Catalina Tobon-Gómez scite author profile

In this paper we present a benchmarking framework for the validation of cardiac motion analysis algorithms. The reported methods are the response to an open challenge that was put to the medical imaging community through a MICCAI workshop. The database included magnetic resonance (MR) and 3D ultrasound (3DUS) datasets from a dynamic phantom and 15 healthy volunteers. Participants processed 3D tagged MR datasets (3DTAG), cine steady state free precession MR datasets (SSFP) and 3DUS datasets, amounting to 1158 image volumes. Ground-truth for motion tracking was based on 12 landmarks (4 walls at 3 ventricular levels). They were manually tracked by two observers in the 3DTAG data over the whole cardiac cycle, using an in-house application with 4D visualization capabilities. The median of the inter-observer variability was computed for the phantom dataset (0.77mm) and for the volunteer datasets (0.84mm). The ground-truth was registered to 3DUS coordinates using a point based similarity transform.

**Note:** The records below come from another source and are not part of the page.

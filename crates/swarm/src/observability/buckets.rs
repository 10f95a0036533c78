//! Histogram bucket boundaries for connection timings.
//!
//! Boundaries double from `min` and stop before reaching `2 * max`, so the
//! last bucket always sits below twice the nominal maximum. Dashboards
//! depend on the resulting bucket count; keep the loop condition as is.

use crate::errors::{MetricsError, Result};

/// Lower bound for connection duration buckets (milliseconds).
pub const CONNECTION_DURATION_MIN_MS: f64 = 250.0;

/// Upper bound for connection duration buckets: one week in milliseconds.
pub const CONNECTION_DURATION_MAX_MS: f64 = 7.0 * 24.0 * 60.0 * 60.0 * 1000.0;

/// Lower bound for handshake latency buckets (milliseconds).
pub const HANDSHAKE_LATENCY_MIN_MS: f64 = 1.0;

/// Upper bound for handshake latency buckets: one minute in milliseconds.
pub const HANDSHAKE_LATENCY_MAX_MS: f64 = 60.0 * 1000.0;

/// Generate exponential bucket boundaries `min, 2*min, 4*min, ...` while
/// the next boundary is strictly below `2 * max`.
///
/// # Errors
///
/// Returns `MetricsError::InvalidParameter` if `min` is not a positive
/// finite number, `max` is not finite, or `max < min`.
pub fn exponential_buckets(min: f64, max: f64) -> Result<Vec<f64>> {
    if !min.is_finite() || min <= 0.0 {
        return Err(MetricsError::InvalidParameter(format!(
            "bucket minimum must be a positive finite number, got {min}"
        )));
    }
    if !max.is_finite() {
        return Err(MetricsError::InvalidParameter(format!(
            "bucket maximum must be finite, got {max}"
        )));
    }
    if max < min {
        return Err(MetricsError::InvalidParameter(format!(
            "bucket maximum {max} must not be below minimum {min}"
        )));
    }

    let limit = 2.0 * max;
    let mut buckets = Vec::new();
    let mut bound = min;
    while bound < limit {
        buckets.push(bound);
        bound *= 2.0;
    }
    Ok(buckets)
}

/// Buckets for `swarm/connection_duration`: 250ms up to one week.
///
/// # Errors
///
/// Never fails for the built-in bounds; the `Result` comes from
/// [`exponential_buckets`].
pub fn connection_duration_buckets() -> Result<Vec<f64>> {
    exponential_buckets(CONNECTION_DURATION_MIN_MS, CONNECTION_DURATION_MAX_MS)
}

/// Buckets for `swarm/handshake_latency`: 1ms up to 60s.
///
/// # Errors
///
/// Never fails for the built-in bounds; the `Result` comes from
/// [`exponential_buckets`].
pub fn handshake_latency_buckets() -> Result<Vec<f64>> {
    exponential_buckets(HANDSHAKE_LATENCY_MIN_MS, HANDSHAKE_LATENCY_MAX_MS)
}

#[cfg(test)]
#[allow(
    clippy::unwrap_used,
    clippy::expect_used,
    clippy::indexing_slicing,
    clippy::float_cmp
)]
mod tests {
    use super::*;

    fn assert_well_formed(buckets: &[f64], min: f64, max: f64) {
        assert_eq!(buckets.first().copied(), Some(min));
        assert!(buckets.windows(2).all(|w| w[0] < w[1]));
        assert!(buckets.iter().all(|b| *b < 2.0 * max));
        // The next doubling would have reached 2*max
        let last = buckets.last().copied().unwrap();
        assert!(last * 2.0 >= 2.0 * max);
    }

    #[test]
    fn test_worked_example() {
        let buckets = exponential_buckets(250.0, 500.0).unwrap();
        assert_eq!(buckets, vec![250.0, 500.0]);
    }

    #[test]
    fn test_min_equals_max() {
        let buckets = exponential_buckets(10.0, 10.0).unwrap();
        assert_eq!(buckets, vec![10.0]);
    }

    #[test]
    fn test_properties_for_assorted_bounds() {
        let cases = [(1.0, 3.0), (0.5, 100.0), (7.0, 1000.0), (250.0, 600_000.0)];
        for (min, max) in cases {
            let buckets = exponential_buckets(min, max).unwrap();
            assert_well_formed(&buckets, min, max);
        }
    }

    #[test]
    fn test_connection_duration_buckets() {
        let buckets = connection_duration_buckets().unwrap();

        assert_eq!(buckets.len(), 23);
        assert_eq!(buckets[0], 250.0);
        assert_eq!(buckets[22], 250.0 * f64::from(1u32 << 22));
        assert_well_formed(&buckets, CONNECTION_DURATION_MIN_MS, CONNECTION_DURATION_MAX_MS);
    }

    #[test]
    fn test_handshake_latency_buckets() {
        let buckets = handshake_latency_buckets().unwrap();

        assert_eq!(buckets.len(), 17);
        assert_eq!(buckets[0], 1.0);
        assert_eq!(buckets[16], 65_536.0);
        assert_well_formed(&buckets, HANDSHAKE_LATENCY_MIN_MS, HANDSHAKE_LATENCY_MAX_MS);
    }

    #[test]
    fn test_rejects_non_positive_min() {
        for min in [0.0, -1.0, -0.0] {
            let result = exponential_buckets(min, 100.0);
            assert!(
                matches!(result, Err(MetricsError::InvalidParameter(ref msg)) if msg.contains("positive")),
                "min={min} should be rejected"
            );
        }
    }

    #[test]
    fn test_rejects_non_finite_bounds() {
        assert!(exponential_buckets(f64::NAN, 100.0).is_err());
        assert!(exponential_buckets(f64::INFINITY, 100.0).is_err());
        assert!(exponential_buckets(1.0, f64::INFINITY).is_err());
        assert!(exponential_buckets(1.0, f64::NAN).is_err());
    }

    #[test]
    fn test_rejects_max_below_min() {
        let result = exponential_buckets(100.0, 10.0);
        assert!(matches!(result, Err(MetricsError::InvalidParameter(_))));
    }
}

Four institutions responded to the challenge by providing motion estimates for the data: Fraunhofer MEVIS (MEVIS), Bremen, Germany; Imperial College London -University College London (IUCL), UK; Universitat Pompeu Fabra (UPF), Barcelona, Spain; Inria-Asclepios project (INRIA), France. Details on the implementation and evaluation of the four methodologies are presented in this manuscript. The manually tracked landmarks were used to evaluate tracking accuracy of all methodologies. For 3DTAG, median values were computed over all time frames for the phantom dataset (MEVIS=1.20mm, IUCL=0.73mm, UPF=1.10mm, INRIA=1.09mm) and for the volunteer datasets (MEVIS=1.33mm, IUCL=1.52mm, UPF=1.09mm, INRIA=1.32mm). For 3DUS, median values were computed at end diastole and end systole for the phantom dataset (MEVIS=4.40mm, UPF=3.48mm, INRIA=4.78mm) and for the volunteer datasets (MEVIS=3.51mm, UPF=3.71mm, INRIA=4.07mm). For SSFP, median values were computed at end diastole and end systole for the phantom dataset (UPF=6.18mm, INRIA=3.93mm) and for the volunteer datasets (UPF=3.09mm, INRIA=4.78mm). Finally, strain curves were generated and qualitatively compared. Good agreement was found between the different modalities and methodologies, except for radial strain that showed a high variability in cases of lower image quality.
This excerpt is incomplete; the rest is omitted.